Expert discusses importance of passing federal birth control protections
After fall of Roe, one Supreme Court justice suggested overturning seminal birth control decisions
(Photo courtesy of Power to Decide’s Facebook page)
Reproductive rights were once again political football at the federal level as Republicans sank an effort to codify constitutional protections for contraception.
Thirty-eight Republican senators blocked the Right to Contraception Act. Lawmakers introduced the legislation in 2022 after worries spread that the Supreme Court would possibly overturn Griswold v. Connecticut, a seminal 1965 decision guaranteeing birth control access to married couples. That right later was extended in its 1972 decision, Eisenstadt v. Baird.
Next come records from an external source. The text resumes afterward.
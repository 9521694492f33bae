pub mod api;
pub mod auth_middleware;

use axum::{
    http::{HeaderValue, Method},
    middleware,
    routing::{get, post},
    Router,
};
use tower_http::cors::{Any, CorsLayer};
use tower_http::trace::TraceLayer;
use tracing::warn;
use utoipa::OpenApi;
use utoipa_swagger_ui::SwaggerUi;

use crate::docs::ApiDoc;
use crate::handlers::{editor, home, login};
use crate::websocket::websocket_handler;
use crate::AppState;

pub use api::create_api_routes;
pub use auth_middleware::require_session;

/// The full application router
pub fn create_app(state: AppState) -> Router {
    let session_routes = Router::new()
        .route("/editor/:room_id", get(editor))
        .route("/ws/:room_id", get(websocket_handler))
        .route_layer(middleware::from_fn_with_state(state.clone(), require_session)); // Applies to all routes added above

    let cors = cors_layer(&state.config.cors_origin_list());

    let app = Router::new()
        .route("/", get(home))
        .route("/login", post(login))
        .merge(session_routes)
        .nest("/api", create_api_routes())
        .with_state(state)
        .merge(SwaggerUi::new("/swagger").url("/api-docs/openapi.json", ApiDoc::openapi()))
        .layer(TraceLayer::new_for_http());

    match cors {
        Some(cors) => app.layer(cors),
        None => app,
    }
}

fn cors_layer(origins: &[String]) -> Option<CorsLayer> {
    if origins.is_empty() {
        return None;
    }
    let allowed: Vec<HeaderValue> = origins
        .iter()
        .filter_map(|origin| match origin.parse() {
            Ok(value) => Some(value),
            Err(_) => {
                warn!("Ignoring invalid CORS origin '{}'", origin);
                None
            }
        })
        .collect();

    Some(
        CorsLayer::new()
            .allow_origin(allowed)
            .allow_methods([Method::GET, Method::POST])
            .allow_headers(Any),
    )
}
But all that has been under legal scrutiny in recent years. In his concurring opinion on the Dobbs decision that overturned Roe, Justice Clarence Thomas called for overturning all the precedents that protected contraceptives.
Rachel Fey is vice president of Policy & Strategic Partnerships at Power to Decide, an organization dedicated to expanding birth control and reproductive rights nationwide. She characterized the Republicans' debate on the recent bill as “outright lies.”
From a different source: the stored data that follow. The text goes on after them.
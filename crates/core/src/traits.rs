use crate::models::*;
use crate::protocol::*;
use async_trait::async_trait;
use rust_decimal::Decimal;

// ---------------------------------------------------------------------------
// Persistence
// ---------------------------------------------------------------------------

/// Errors that can occur during store operations.
#[derive(Debug, thiserror::Error)]
pub enum StoreError {
    #[error("{kind} {id} not found")]
    NotFound { kind: EntityKind, id: i64 },
    #[error("{kind} {id} already exists")]
    Conflict { kind: EntityKind, id: i64 },
    #[error("Expected {expected}, got {actual}")]
    KindMismatch {
        expected: EntityKind,
        actual: EntityKind,
    },
    #[error("Serialization error: {0}")]
    Serialization(#[from] serde_json::Error),
    #[error("Database error: {0}")]
    Database(String),
}

/// Key-value-like object store indexed by entity kind and numeric id.
#[async_trait]
pub trait Store: Send + Sync {
    /// Fetch one record, `None` when absent.
    async fn get(&self, kind: EntityKind, id: i64) -> Result<Option<Entity>, StoreError>;

    /// All records of a kind.
    async fn list(&self, kind: EntityKind) -> Result<Vec<Entity>, StoreError>;

    /// Persist a new record and return its id.
    ///
    /// An entity id of `0` asks the store to assign one; any other id is
    /// kept as is and must not already exist.
    async fn insert(&self, entity: Entity) -> Result<i64, StoreError>;

    /// Replace an existing record.
    async fn update(&self, id: i64, entity: Entity) -> Result<(), StoreError>;

    /// Remove a record.
    async fn delete(&self, kind: EntityKind, id: i64) -> Result<(), StoreError>;
}

/// Typed helpers over [`Store`], resolved per record type at compile time.
#[async_trait]
pub trait StoreExt: Store {
    async fn get_record<T: Record>(&self, id: i64) -> Result<Option<T>, StoreError> {
        match self.get(T::KIND, id).await? {
            Some(entity) => downcast(entity).map(Some),
            None => Ok(None),
        }
    }

    async fn list_records<T: Record>(&self) -> Result<Vec<T>, StoreError> {
        self.list(T::KIND)
            .await?
            .into_iter()
            .map(downcast)
            .collect()
    }

    async fn insert_record<T: Record>(&self, record: T) -> Result<i64, StoreError> {
        self.insert(record.into_entity()).await
    }

    async fn update_record<T: Record>(&self, record: T) -> Result<(), StoreError> {
        let id = record.id();
        self.update(id, record.into_entity()).await
    }
}

impl<S: Store + ?Sized> StoreExt for S {}

fn downcast<T: Record>(entity: Entity) -> Result<T, StoreError> {
    let actual = entity.kind();
    T::from_entity(entity).ok_or(StoreError::KindMismatch {
        expected: T::KIND,
        actual,
    })
}

// ---------------------------------------------------------------------------
// External FX feed
// ---------------------------------------------------------------------------

/// Errors from the external FX feed.
#[derive(Debug, thiserror::Error)]
pub enum FeedError {
    #[error("HTTP error: {0}")]
    Http(String),
    #[error("Unexpected status: {0}")]
    Status(u16),
    #[error("Parse error: {0}")]
    Parse(String),
    #[error("Request timed out")]
    Timeout,
}

/// Source of the supplementary cross rate appended to rate updates.
#[async_trait]
pub trait FxFeed: Send + Sync {
    /// Pair name the rate is published under (e.g. `USDBYN`).
    fn symbol(&self) -> &str;

    /// Fetch the official rate; `0` when the feed has no entry.
    async fn fetch_rate(&self) -> Result<Decimal, FeedError>;
}

// ---------------------------------------------------------------------------
// Transport & collaborators
// ---------------------------------------------------------------------------

/// Fan-out to every live session.
pub trait Broadcaster: Send + Sync {
    /// Send text to all sessions; returns how many received it.
    fn multicast_text(&self, text: String) -> usize;
}

/// Receives cluster-flagged signals verbatim.
#[async_trait]
pub trait ClusterRelay: Send + Sync {
    async fn post_signal(&self, signal: Signal);
}

/// Produces the reply for signal kinds the dispatcher does not classify.
#[async_trait]
pub trait SignalResponder: Send + Sync {
    async fn respond(&self, signal: &Signal) -> Option<Signal>;
}

/// Process log sink behind log-post signals and the log UI messages.
pub trait LogSink: Send + Sync {
    fn post_signal_log(&self, signal: &Signal);
    fn write(&self, line: &str);
    fn all_text(&self) -> String;
    fn clear(&self);
}

/// Tracks open positions reported by terminals.
pub trait PositionTracker: Send + Sync {
    fn update_positions(&self, object_id: i64, value: i64, positions: Vec<PositionInfo>);
    fn all_positions(&self) -> Vec<PositionInfo>;
    fn update_position_from_client(&self, position: PositionInfo);
}

/// Expert and terminal lifecycle notifications.
pub trait ExpertLifecycle: Send + Sync {
    fn deinit_expert(&self, expert: &ExpertInfo);
    fn deinit_terminal(&self, expert: &ExpertInfo);
}

/// Price levels per symbol, as JSON text.
pub trait LevelsProvider: Send + Sync {
    fn levels_for_symbol(&self, symbol: &str) -> String;
}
“I couldn't begin to tell you what's in their minds or why they chose to do that,” Fey said.
Republicans contended that it provided funding for Planned Parenthood, which Fey disputed.
“It is simply affirming a right,” Fey said. “So I don't know why they oppose something as simple as a right to contraception act. But their reasoning, or the things brought to the floor and their comments, were largely false.”
Though funding wasn’t part of this effort, Fey wants federal lawmakers to increase it through its Title X Family Planning program. It’s essential to make sure that poor women can access reproductive care to the same extent as wealthier ones.
“A right is only the first step, and right now, we live in a country where there is deeply inequitable access to contraception, to abortion, to pretty much every aspect of reproductive health care,” Fey said. “And that is due to systemic racism that our nation has a history of and that pervades reproductive health care to this day.”